An initial public offering (IPO) refers to offering shares of a private corporation to the public in a new stock issuance for the first time. An IPO allows a company to raise equity capital from public investors.

The transition from a private to a public company can be an important time for private investors to fully realize gains from their investment, as it typically includes a share premium for current private investors. Meanwhile, it also allows public investors to participate in the offering.

This article will cover two aspects which need to take care of before going for IPO. One aspect will cover from the companies’ angle, i.e., Roadmap to file DRHP & the second aspect will cover the requirement of restatement of the financial statement.

Roadmap to DRHP

Normally a period of 6 months to 12 months requires a private limited company to file DRHP, as there would be some compliances which need to be fulfilled before filing DRHP, which were not applicable to a private company earlier.

The major steps & compliances include the following:

1. Appointment of Merchant banker & Legal advisor

2. Appointment of peer review certified CA as an Auditor in case the predecessor auditor did not hold a valid peer review certificate.

3. Converting Private limited into public limited

4. Appointment of whole-time Key managerial person like CFO, CS etc.

5. Increase in Authorised share capital

  • Company law requirements for listed entities like:
  • Formation of the Audit Committee
  • Formation of Nomination & remuneration committee
  • Formation of Stakeholder relationship committee (in case post-issue shareholders are more than 1000)
  • Applicability of Internal Audit
  • Applicability of Secretarial Audit
  • Applicability of CARO
  • Adoption of IND AS

Applicability of Ind AS: –

An issuer company should be mindful of the fact that the road map on Ind AS is applicable to all listed companies or any company which is in the process of listing inside or outside India. Generally, companies considering an IPO adopt Ind AS voluntarily and prepare restated financials to ease out financial reporting challenges post-listing. However, IND AS is not applicable to companies which are listed on the SME platform.

SEBI Regulation for preparation of restated financial statement: –

As per SEBI ICDR Regulations, 2018, an issuer is required to prepare the restated consolidated financial statements as part of the financial information.

The company have to prepare the restated financial statements for each of the three financial years immediately preceding the filing of the offer document and stub period (if applicable). Where the company has been in existence for a period of fewer than three years, the financial statements are to be given for the actual period of existence.

In case the entity does not have a subsidiary, associate or joint venture in any financial year, the issuer shall present separate financial statements for that financial year by following the applicable requirements of a restated consolidated financial statement.

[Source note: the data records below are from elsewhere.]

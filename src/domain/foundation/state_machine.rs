//! State machine trait for step enums.
//!
//! Implementors list the successors of every state; checked transitions
//! and the terminal test come for free.

use std::fmt::Display;

use super::ValidationError;

/// A finite set of states with a fixed successor relation.
///
/// # Example
///
/// ```ignore
/// impl StateMachine for Door {
///     fn successors(&self) -> &'static [Self] {
///         match self {
///             Door::Closed => &[Door::Open, Door::Locked],
///             Door::Open => &[Door::Closed],
///             Door::Locked => &[],
///         }
///     }
/// }
///
/// let next = Door::Closed.transition_to(Door::Open)?;
/// ```
pub trait StateMachine: Sized + Copy + PartialEq + Display + 'static {
    /// States reachable from `self` in one step.
    fn successors(&self) -> &'static [Self];

    /// Returns true if `target` is a direct successor of `self`.
    fn can_transition_to(&self, target: &Self) -> bool {
        self.successors().contains(target)
    }

    /// Returns `target` if the move is allowed, an error otherwise.
    fn transition_to(&self, target: Self) -> Result<Self, ValidationError> {
        if self.can_transition_to(&target) {
            Ok(target)
        } else {
            Err(ValidationError::invalid_transition(
                self.to_string(),
                target.to_string(),
            ))
        }
    }

    /// A state with no successors.
    fn is_terminal(&self) -> bool {
        self.successors().is_empty()
    }
}
use std::sync::Arc;

use tracing::info;
use tracing_subscriber::EnvFilter;

use intake_bot::adapters::storage::InMemoryConversationStore;
use intake_bot::adapters::telegram::{RunnerError, TelegramRunner};
use intake_bot::application::DialogueDriver;
use intake_bot::config::{AppConfig, ConfigError, LogFormat, RuntimeConfig, ValidationError};

#[derive(Debug, thiserror::Error)]
enum StartupError {
    #[error(transparent)]
    Config(#[from] ConfigError),

    #[error("Invalid configuration: {0}")]
    Invalid(#[from] ValidationError),

    #[error(transparent)]
    Runner(#[from] RunnerError),
}

#[tokio::main]
async fn main() -> Result<(), StartupError> {
    let config = AppConfig::load()?;
    init_tracing(&config.runtime);
    config.validate()?;

    let doctors = config.telegram.doctors_recipient()?;
    let bot = TelegramRunner::bot(&config.telegram);
    let driver = Arc::new(DialogueDriver::new(
        Arc::new(InMemoryConversationStore::new()),
        Arc::new(TelegramRunner::gateway(&bot, &config.telegram)),
        doctors,
        config.intake.submission,
    ));

    info!(
        environment = ?config.runtime.environment,
        %doctors,
        submission = %config.intake.submission,
        menu_style = ?config.telegram.menu_style,
        "Intake bot starting"
    );

    let runner = Arc::new(TelegramRunner::new(bot, driver, &config.telegram));
    runner.run().await?;
    Ok(())
}

fn init_tracing(runtime: &RuntimeConfig) {
    let filter = EnvFilter::try_from_default_env()
        .or_else(|_| EnvFilter::try_new(&runtime.log_level))
        .unwrap_or_else(|_| EnvFilter::new("info"));

    let _ = match runtime.log_format {
        LogFormat::Pretty => tracing_subscriber::fmt()
            .with_env_filter(filter)
            .with_target(true)
            .try_init(),
        LogFormat::Json => tracing_subscriber::fmt()
            .json()
            .with_env_filter(filter)
            .with_target(true)
            .try_init(),
    };
}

The restated financial information shall be audited and certified by the statutory auditors who hold a valid certificate issued by the Peer Review Board of the Institute of Chartered Accountants of India (ICAI). If a new auditor holding a valid peer review certificate is appointed for the stub period, and the predecessor auditor did not hold a valid peer review certificate at the date of signing the last annual financial statement, then the last annual financial statement would need to be re-audited by the new auditor in accordance with applicable standards. The re-audit may exclude audit reporting on CARO, Internal financial control, and other regulatory matters. Where the auditor earlier held a valid peer review certificate but did not hold a valid certificate at the date of signing the restated financial information, the earlier certificate shall be considered valid, provided there is no express refusal by the peer review board to renew the certificate and the process to renew the peer review certificate was initiated by the auditor.

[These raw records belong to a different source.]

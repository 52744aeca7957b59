//! Recording Message Gateway for testing.
//!
//! Captures every outbound message instead of sending it, and can be told
//! to fail deliveries to chosen recipients.
//!
//! # Example
//!
//! ```ignore
//! let gateway = RecordingGateway::new();
//! gateway.fail_deliveries_to(doctors);
//!
//! let result = driver.handle(event).await;
//! assert!(matches!(result, Err(DialogueError::Delivery(_))));
//! assert!(gateway.sent_to(doctors).is_empty());
//! ```

use async_trait::async_trait;
use std::collections::HashSet;
use std::sync::{Arc, Mutex, MutexGuard};

use crate::domain::foundation::RecipientId;
use crate::domain::intake::OutboundMessage;
use crate::ports::{GatewayError, MessageGateway};

/// A message captured by the gateway.
#[derive(Debug, Clone, PartialEq, Eq)]
pub struct SentMessage {
    pub recipient: RecipientId,
    pub message: OutboundMessage,
}

/// Gateway that records deliveries in memory.
#[derive(Debug, Clone, Default)]
pub struct RecordingGateway {
    sent: Arc<Mutex<Vec<SentMessage>>>,
    failing: Arc<Mutex<HashSet<RecipientId>>>,
}

impl RecordingGateway {
    pub fn new() -> Self {
        Self::default()
    }

    /// Every later send to `recipient` fails until restored.
    pub fn fail_deliveries_to(&self, recipient: RecipientId) {
        lock(&self.failing).insert(recipient);
    }

    pub fn restore_deliveries_to(&self, recipient: RecipientId) {
        lock(&self.failing).remove(&recipient);
    }

    /// All delivered messages in send order.
    pub fn sent(&self) -> Vec<SentMessage> {
        lock(&self.sent).clone()
    }

    /// Messages delivered to one recipient, in send order.
    pub fn sent_to(&self, recipient: RecipientId) -> Vec<OutboundMessage> {
        lock(&self.sent)
            .iter()
            .filter(|m| m.recipient == recipient)
            .map(|m| m.message.clone())
            .collect()
    }

    pub fn last_to(&self, recipient: RecipientId) -> Option<OutboundMessage> {
        self.sent_to(recipient).pop()
    }
}

fn lock<T>(mutex: &Mutex<T>) -> MutexGuard<'_, T> {
    mutex.lock().unwrap_or_else(|poisoned| poisoned.into_inner())
}

#[async_trait]
impl MessageGateway for RecordingGateway {
    async fn send_text(
        &self,
        recipient: RecipientId,
        message: OutboundMessage,
    ) -> Result<(), GatewayError> {
        if lock(&self.failing).contains(&recipient) {
            return Err(GatewayError::delivery_failed(
                recipient,
                "delivery disabled for recipient",
            ));
        }
        lock(&self.sent).push(SentMessage { recipient, message });
        Ok(())
    }
}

The restated financial information in the offer document shall not be more than six months old from the date of filing the DRHP/RHP/Prospectus, as applicable. In a situation where the financial statements for the latest full financial year included in the offer document are older than six months from the date of filing of the draft offer document (DRHP), the issuer company will be required to present a restated financial information for the stub period in accordance with Ind AS 34 or AS 25 as applicable and other accounting principles generally accepted in India for the stub period.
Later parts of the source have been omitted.